For (some) other things of this nature, like provider networks, the compute 
node is the only thing that knows what it has attached to it, and it is the 
store (in configuration) of that information.  If I add a new compute node then 
it's my responsibility to configure it correctly on attachment, but when I add 
a compute node (when I'm setting the cluster up, or sometime later on) then 
it's at that precise point that I know how I've attached it and what hardware 
it's got on it.  Also, it's at this that point in time that I write out the 
configuration file (not by hand, note; there's almost certainly automation when 
configuring hundreds of nodes so arguments that 'if I'm writing hundreds of 
config files one will be wrong' are moot).

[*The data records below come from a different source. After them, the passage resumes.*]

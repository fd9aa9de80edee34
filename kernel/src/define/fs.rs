//! Tunables of the in-memory side of the filesystem. The on-disk format
//! constants live in `fs-lib`.

use static_assertions::const_assert;

/// open-inode cache slots per mounted partition
pub const NINODE: usize = 64;

/// open files per system
pub const NFILE: usize = 32;

/// open files per task
pub const NOFILE: usize = 8;

/// descriptors 0..3 belong to stdin/stdout/stderr
pub const RESERVED_FDS: usize = 3;

/// longest accepted path
pub const MAX_PATH_LEN: usize = 512;

/// partition mounted by `filesys_init`
pub const DEFAULT_PART: &str = "sdb1";

const_assert!(RESERVED_FDS < NOFILE);
const_assert!(NOFILE <= NFILE);
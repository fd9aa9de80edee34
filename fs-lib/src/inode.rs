use static_assertions::const_assert;

use crate::{read_u32, write_u32, NDIRECT, SECTOR_SIZE};

/// On-disk inode record.
///
/// `i_sectors[0..12]` are direct block pointers (absolute LBAs),
/// `i_sectors[12]` points at the single indirect table. A pointer value of
/// zero means "no block".
///
/// The record also reserves room for the fields that only matter in memory
/// (open count, write-deny flag, cache-list linkage); they are written to
/// disk as zeros and ignored when read back. That keeps the record at
/// [`DiskInode::SIZE`] bytes, which does not divide the sector size, so
/// an inode may straddle two sectors.
#[derive(Clone, Copy, Debug)]
pub struct DiskInode {
    pub i_no: u32,
    /// File size in bytes; for a directory, the byte total of its entries.
    pub i_size: u32,
    pub i_sectors: [u32; NDIRECT + 1],
}

const_assert!(DiskInode::SIZE < SECTOR_SIZE);

impl DiskInode {
    /// i_no + i_size + open count + write-deny + 13 pointers + 2 list words.
    pub const SIZE: usize = 4 + 4 + 4 + 4 + (NDIRECT + 1) * 4 + 8;

    pub fn new(i_no: u32) -> Self {
        Self {
            i_no,
            i_size: 0,
            i_sectors: [0; NDIRECT + 1],
        }
    }

    pub fn encode(&self, buf: &mut [u8]) {
        assert!(buf.len() >= Self::SIZE);
        for byte in buf[..Self::SIZE].iter_mut() {
            *byte = 0;
        }
        write_u32(buf, 0, self.i_no);
        write_u32(buf, 4, self.i_size);
        // bytes 8..16: open count and write-deny, memory-only
        for (i, sector) in self.i_sectors.iter().enumerate() {
            write_u32(buf, 16 + i * 4, *sector);
        }
        // bytes 68..76: cache-list linkage, memory-only
    }

    pub fn decode(buf: &[u8]) -> Self {
        assert!(buf.len() >= Self::SIZE);
        let mut i_sectors = [0u32; NDIRECT + 1];
        for (i, sector) in i_sectors.iter_mut().enumerate() {
            *sector = read_u32(buf, 16 + i * 4);
        }
        Self {
            i_no: read_u32(buf, 0),
            i_size: read_u32(buf, 4),
            i_sectors,
        }
    }
}

#[cfg(test)]
mod tests {
    use super::*;

    #[test]
    fn memory_only_fields_are_zero_on_disk() {
        let mut inode = DiskInode::new(7);
        inode.i_size = 42;
        inode.i_sectors[0] = 0x1234;
        inode.i_sectors[NDIRECT] = 0x5678;

        let mut buf = [0xFFu8; DiskInode::SIZE];
        inode.encode(&mut buf);

        // open count / write-deny and the trailing list words
        assert!(buf[8..16].iter().all(|b| *b == 0));
        assert!(buf[68..76].iter().all(|b| *b == 0));

        let back = DiskInode::decode(&buf);
        assert_eq!(back.i_no, 7);
        assert_eq!(back.i_sectors[NDIRECT], 0x5678);
    }

    #[test]
    fn records_straddle_sectors() {
        // 512 is not a multiple of 76, so some record must cross a sector
        // boundary; the kernel's locate logic depends on that being real.
        let per_sector = SECTOR_SIZE / DiskInode::SIZE;
        assert!(per_sector * DiskInode::SIZE + DiskInode::SIZE > SECTOR_SIZE);
    }
}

I'm also not sure there's much reason to change the available devices 
dynamically after that, since that's normally an activity that results from 
changing the physical setup of the machine which implies that actually you're 
going to have access to and be able to change the config as you do it.  John 
did come up with one case where you might be trying to remove old GPUs from 
circulation, but it's a very uncommon case that doesn't seem worth coding for, 
and it's still achievable by changing the config and restarting the compute 
processes.
[yjiag5] I totally agree with you that whitelist is static defined when 
provision. I just want to separate the information of 'provider network' to 
another configuration (like extra information). Whitelist is just white list to 
decide the device assignable. The provider network is information of the 
device, it's not in the scope of the white list.
This also reduces the autonomy of the compute node in favour of centralised 
tracking, which goes against the 'distributed where possible' philosophy of 
Openstack.
Finally, you're not actually removing configuration from the compute node.  You 
still have to configure a whitelist there; in the grouping design you also have 
to configure grouping (flavouring) on the control node as well.  The groups 
proposal adds one extra piece of information to the whitelists that are already 
there to mark groups, not a whole new set of config lines.
[yjiang5] Still, while list is to decide the device assignable, not to provide 
device information. We should mixed functionality to the configuration. If it's 
ok, I simply want to discard the 'group' term :) The nova PCI flow is simple, 
compute node provide PCI device (based on white list), the scheduler track the 
PCI device information (abstracted as pci_stats for performance issue), the API 
provide method that user specify the device they wanted (the PCI flavor). 
Current implementation need enhancement on each step of the flow, but I really 
see no reason to have the "Group". Yes, the 'PCI flavor' in fact create group 
based on PCI property, but it's better to be expressed as flavor.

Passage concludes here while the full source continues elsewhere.